EPA’s general directive to its regions is that they should consider whether to move forward with response actions, or whether, under the circumstances, securing a site is more appropriate so that response actions can continue at a later date. While on-site response actions may start or continue where there are no COVID-19 health declarations that prohibit or discourage such activities, EPA emphasizes that other factors must also be considered, including: the safety and availability of work crews, the critical nature of the work, logistical challenges (e.g., transportation, lodging, availability of meals, etc.), and the nature of the construction required. Continue reading “EPA Takes a Case-by-Case Approach in New Guidance for Cleanups and Emergency Response Actions: A First in Its History”

FERC Provides Additional Regulatory Relief and Guidance in Response to Coronavirus Pandemic

Mark R. Haskell, Brett A. Snyder, and Lamiya N. Rahman

On April 2, 2020, the Federal Energy Regulatory Commission (“FERC” or “Commission”) announced several measures intended to provide relief to regulated entities responding to the COVID-19 pandemic. A summary of FERC’s previous COVID-19-related relief and guidance can be found here.

In a Policy Statement, the Commission indicated it will prioritize and expeditiously act on requests for relief filed by regulated entities in connection with ensuring business continuity of their energy infrastructure. In a series of notices and orders, the Commission also extended or clarified the relief available to regulated entities that are unable to meet certain deadlines or regulatory requirements as a result of their COVID-19 response.
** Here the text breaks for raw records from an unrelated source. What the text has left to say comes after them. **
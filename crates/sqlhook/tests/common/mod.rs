//! In-memory driver and recording helpers shared by the integration tests.

#![allow(dead_code)]

use sqlhook::{
    BoxError, Connection, Connector, Context, DbError, DbResult, Executor, FromRow, HookRegistry,
    QueryDetails, QueryFunction, QueryType, RowStream, ScanMany, ScanOne, TransactionHandle,
    TransactionOptions,
};
use std::sync::atomic::{AtomicUsize, Ordering};
use std::sync::{Arc, Mutex};
use std::time::Duration;
use tokio_postgres::types::ToSql;

#[derive(Debug, Clone, PartialEq)]
pub struct MockRow {
    pub id: i64,
    pub name: String,
}

pub fn row(id: i64, name: &str) -> MockRow {
    MockRow {
        id,
        name: name.to_string(),
    }
}

/// What the mock server answers, plus a log of what it was asked.
#[derive(Debug, Default)]
pub struct MockState {
    pub rows: Mutex<Vec<MockRow>>,
    pub affected: Mutex<u64>,
    pub query_error: Mutex<Option<String>>,
    pub ping_error: Mutex<Option<String>>,
    pub open_error: Mutex<Option<String>>,
    pub commit_error: Mutex<Option<String>>,
    pub delay: Mutex<Option<Duration>>,
    pub open_delay: Mutex<Option<Duration>>,
    pub ping_delay: Mutex<Option<Duration>>,
    pub commit_delay: Mutex<Option<Duration>>,
    pub cursor_error: Mutex<Option<(usize, String)>>,
    pub calls: Mutex<Vec<String>>,
    pub cancels: AtomicUsize,
}

impl MockState {
    pub fn new() -> Arc<Self> {
        Arc::new(Self::default())
    }

    pub fn set_rows(&self, rows: Vec<MockRow>) {
        *self.rows.lock().unwrap() = rows;
    }

    pub fn set_affected(&self, affected: u64) {
        *self.affected.lock().unwrap() = affected;
    }

    pub fn fail_queries(&self, message: &str) {
        *self.query_error.lock().unwrap() = Some(message.to_string());
    }

    pub fn fail_ping(&self, message: &str) {
        *self.ping_error.lock().unwrap() = Some(message.to_string());
    }

    pub fn fail_open(&self, message: &str) {
        *self.open_error.lock().unwrap() = Some(message.to_string());
    }

    pub fn fail_commit(&self, message: &str) {
        *self.commit_error.lock().unwrap() = Some(message.to_string());
    }

    pub fn delay_by(&self, delay: Duration) {
        *self.delay.lock().unwrap() = Some(delay);
    }

    /// Make `open` hang for `delay` before answering.
    pub fn delay_open(&self, delay: Duration) {
        *self.open_delay.lock().unwrap() = Some(delay);
    }

    pub fn delay_ping(&self, delay: Duration) {
        *self.ping_delay.lock().unwrap() = Some(delay);
    }

    pub fn delay_commit(&self, delay: Duration) {
        *self.commit_delay.lock().unwrap() = Some(delay);
    }

    /// Make the row cursor yield `rows` rows and then a driver error.
    pub fn fail_cursor_after(&self, rows: usize, message: &str) {
        *self.cursor_error.lock().unwrap() = Some((rows, message.to_string()));
    }

    pub fn calls(&self) -> Vec<String> {
        self.calls.lock().unwrap().clone()
    }

    pub fn cancels(&self) -> usize {
        self.cancels.load(Ordering::SeqCst)
    }

    fn record(&self, call: impl Into<String>) {
        self.calls.lock().unwrap().push(call.into());
    }

    async fn pause(delay: &Mutex<Option<Duration>>) {
        let delay = *delay.lock().unwrap();
        if let Some(delay) = delay {
            tokio::time::sleep(delay).await;
        }
    }

    async fn respond<T>(&self, answer: impl FnOnce(&Self) -> T) -> DbResult<T> {
        Self::pause(&self.delay).await;
        let error = self.query_error.lock().unwrap().clone();
        match error {
            Some(message) => Err(DbError::query(message)),
            None => Ok(answer(self)),
        }
    }
}

#[derive(Debug, Clone)]
pub struct MockConnector {
    pub state: Arc<MockState>,
}

impl MockConnector {
    pub fn new(state: &Arc<MockState>) -> Self {
        Self {
            state: state.clone(),
        }
    }
}

impl Connector for MockConnector {
    type Connection = MockConn;

    async fn open(&self, dsn: &str) -> DbResult<MockConn> {
        self.state.record(format!("open {dsn}"));
        MockState::pause(&self.state.open_delay).await;
        let error = self.state.open_error.lock().unwrap().clone();
        match error {
            Some(message) => Err(DbError::connection(message)),
            None => Ok(MockConn {
                state: self.state.clone(),
            }),
        }
    }
}

#[derive(Debug)]
pub struct MockConn {
    pub state: Arc<MockState>,
}

impl MockConn {
    pub fn new(state: &Arc<MockState>) -> Self {
        Self {
            state: state.clone(),
        }
    }
}

impl Executor for MockConn {
    type Row = MockRow;
    type ExecResult = u64;

    async fn query(&self, sql: &str, params: &[&(dyn ToSql + Sync)]) -> DbResult<RowStream<MockRow>> {
        self.state.record(format!("query {sql} ({} params)", params.len()));
        let rows = self.state.respond(|s| s.rows.lock().unwrap().clone()).await?;
        let cursor_error = self.state.cursor_error.lock().unwrap().clone();
        match cursor_error {
            None => Ok(RowStream::from_rows(rows)),
            Some((after, message)) => {
                let items: Vec<DbResult<MockRow>> = rows
                    .into_iter()
                    .take(after)
                    .map(Ok)
                    .chain(std::iter::once(Err(DbError::query(message))))
                    .collect();
                Ok(RowStream::new(futures_util::stream::iter(items)))
            }
        }
    }

    async fn execute(&self, sql: &str, params: &[&(dyn ToSql + Sync)]) -> DbResult<u64> {
        self.state.record(format!("execute {sql} ({} params)", params.len()));
        self.state.respond(|s| *s.affected.lock().unwrap()).await
    }

    fn cancel_in_flight(&self) {
        self.state.cancels.fetch_add(1, Ordering::SeqCst);
    }
}

impl Connection for MockConn {
    type Transaction<'c> = MockTx<'c>;

    async fn ping(&self) -> DbResult<()> {
        self.state.record("ping");
        MockState::pause(&self.state.ping_delay).await;
        let error = self.state.ping_error.lock().unwrap().clone();
        match error {
            // A driver reports a failed round trip however it likes; the facade reclassifies it.
            Some(message) => Err(DbError::query(message)),
            None => Ok(()),
        }
    }

    async fn begin(&mut self, options: Option<&TransactionOptions>) -> DbResult<MockTx<'_>> {
        self.state.record(match options {
            Some(options) => format!("begin {options:?}"),
            None => "begin".to_string(),
        });
        Ok(MockTx { conn: self })
    }
}

#[derive(Debug)]
pub struct MockTx<'c> {
    conn: &'c mut MockConn,
}

impl Executor for MockTx<'_> {
    type Row = MockRow;
    type ExecResult = u64;

    async fn query(&self, sql: &str, params: &[&(dyn ToSql + Sync)]) -> DbResult<RowStream<MockRow>> {
        Executor::query(&*self.conn, sql, params).await
    }

    async fn execute(&self, sql: &str, params: &[&(dyn ToSql + Sync)]) -> DbResult<u64> {
        Executor::execute(&*self.conn, sql, params).await
    }

    fn cancel_in_flight(&self) {
        self.conn.cancel_in_flight();
    }
}

impl TransactionHandle for MockTx<'_> {
    async fn commit(self) -> DbResult<()> {
        self.conn.state.record("commit");
        MockState::pause(&self.conn.state.commit_delay).await;
        let error = self.conn.state.commit_error.lock().unwrap().clone();
        match error {
            Some(message) => Err(DbError::transaction(message)),
            None => Ok(()),
        }
    }

    async fn rollback(self) -> DbResult<()> {
        self.conn.state.record("rollback");
        Ok(())
    }
}

/// A scan destination that counts calls and can be told to fail on the n-th one.
#[derive(Debug, Default)]
pub struct CountingScanner {
    pub calls: usize,
    pub fail_on: Option<usize>,
    pub seen: Vec<MockRow>,
}

impl CountingScanner {
    pub fn failing_on(call: usize) -> Self {
        Self {
            fail_on: Some(call),
            ..Self::default()
        }
    }

    fn scan(&mut self, row: &MockRow) -> Result<(), BoxError> {
        self.calls += 1;
        if self.fail_on == Some(self.calls) {
            return Err(format!("cannot scan row {}", row.id).into());
        }
        self.seen.push(row.clone());
        Ok(())
    }
}

impl ScanOne<MockRow> for CountingScanner {
    fn scan_row(&mut self, row: &MockRow) -> Result<(), BoxError> {
        self.scan(row)
    }
}

impl ScanMany<MockRow> for CountingScanner {
    fn scan_append_row(&mut self, row: &MockRow) -> Result<(), BoxError> {
        self.scan(row)
    }
}

#[derive(Debug, Clone, PartialEq)]
pub struct User {
    pub id: i64,
    pub name: String,
}

impl FromRow<MockRow> for User {
    fn from_row(row: &MockRow) -> Result<Self, BoxError> {
        Ok(Self {
            id: row.id,
            name: row.name.clone(),
        })
    }
}

/// One hook invocation as seen by a recording hook.
#[derive(Debug, Clone, PartialEq)]
pub struct Fired {
    pub hook: usize,
    pub function: QueryFunction,
    pub query_type: QueryType,
    pub query: String,
    pub params: usize,
    pub outcome: Option<String>,
    pub tag: Option<String>,
}

pub type FiredLog = Arc<Mutex<Vec<Fired>>>;

/// Register `count` recording hooks, numbered from `first`, that append to `log`.
pub fn record_hooks(registry: &HookRegistry, log: &FiredLog, first: usize, count: usize) {
    for hook in first..first + count {
        let log = log.clone();
        registry.register_fn(
            move |ctx: &Context, details: &QueryDetails<'_>, outcome: Option<&DbError>| {
                log.lock().unwrap().push(Fired {
                    hook,
                    function: details.function,
                    query_type: details.query_type,
                    query: details.query.to_string(),
                    params: details.param_count(),
                    outcome: outcome.map(ToString::to_string),
                    tag: ctx.tag().map(str::to_string),
                });
            },
        );
    }
}

pub fn fired(log: &FiredLog) -> Vec<Fired> {
    log.lock().unwrap().clone()
}

pub fn hook_ids(log: &FiredLog) -> Vec<usize> {
    fired(log).iter().map(|f| f.hook).collect()
}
This relief includes:

    • Extension to June 1, 2020 for the following deadlines:
      1. Form Nos. 60 (Annual Report of Centralized Service Companies) and 61 (Narrative Description of Service Company Functions);
      2. Form No. 552 (Annual Report of Natural Gas Transactions); and
      3. Electric Quarterly Report Form 920.
    • Extensions to May 1, 2020 for the following deadlines for categories of filings that would otherwise be due on or before May 1, 2020:
      1. interventions, protests, or comments to a complaint;
      2. briefs on and opposing exceptions to an initial decision;
      3. answers to complaints and orders to show cause; and
      4. initial and reply briefs in paper hearings.
    • Waiver of FERC regulations governing the form of filings submitted to the Commission (e.g., provision of sworn declarations) through May 1, 2020.
    • Shortening of the answer period to three business days for motions for extensions of time due to COVID-19 emergency conditions. The Commission indicated it will also consider requests to shorten the comment period for motions seeking waiver of requirements in Commission orders, regulations, tariffs, rate schedules, and service agreements to as short as five days.
    • Temporary blanket waivers from document notarization and in-person meeting requirements established under open access transmission tariffs, or other tariffs, rate schedules, service agreements, or contracts subject to the Commission’s jurisdiction. These waivers are effective through September 1, 2020.
    • Extension of time for filing regional transmission organization (“RTO”)/independent system operator (“ISO”) Uplift Reports and Operator Initiated Commitment Reports required pursuant to Order No. 844 that were originally due between April and September 2020. These reports are now due to be posted on the RTOs/ISOs websites by October 20, 2020.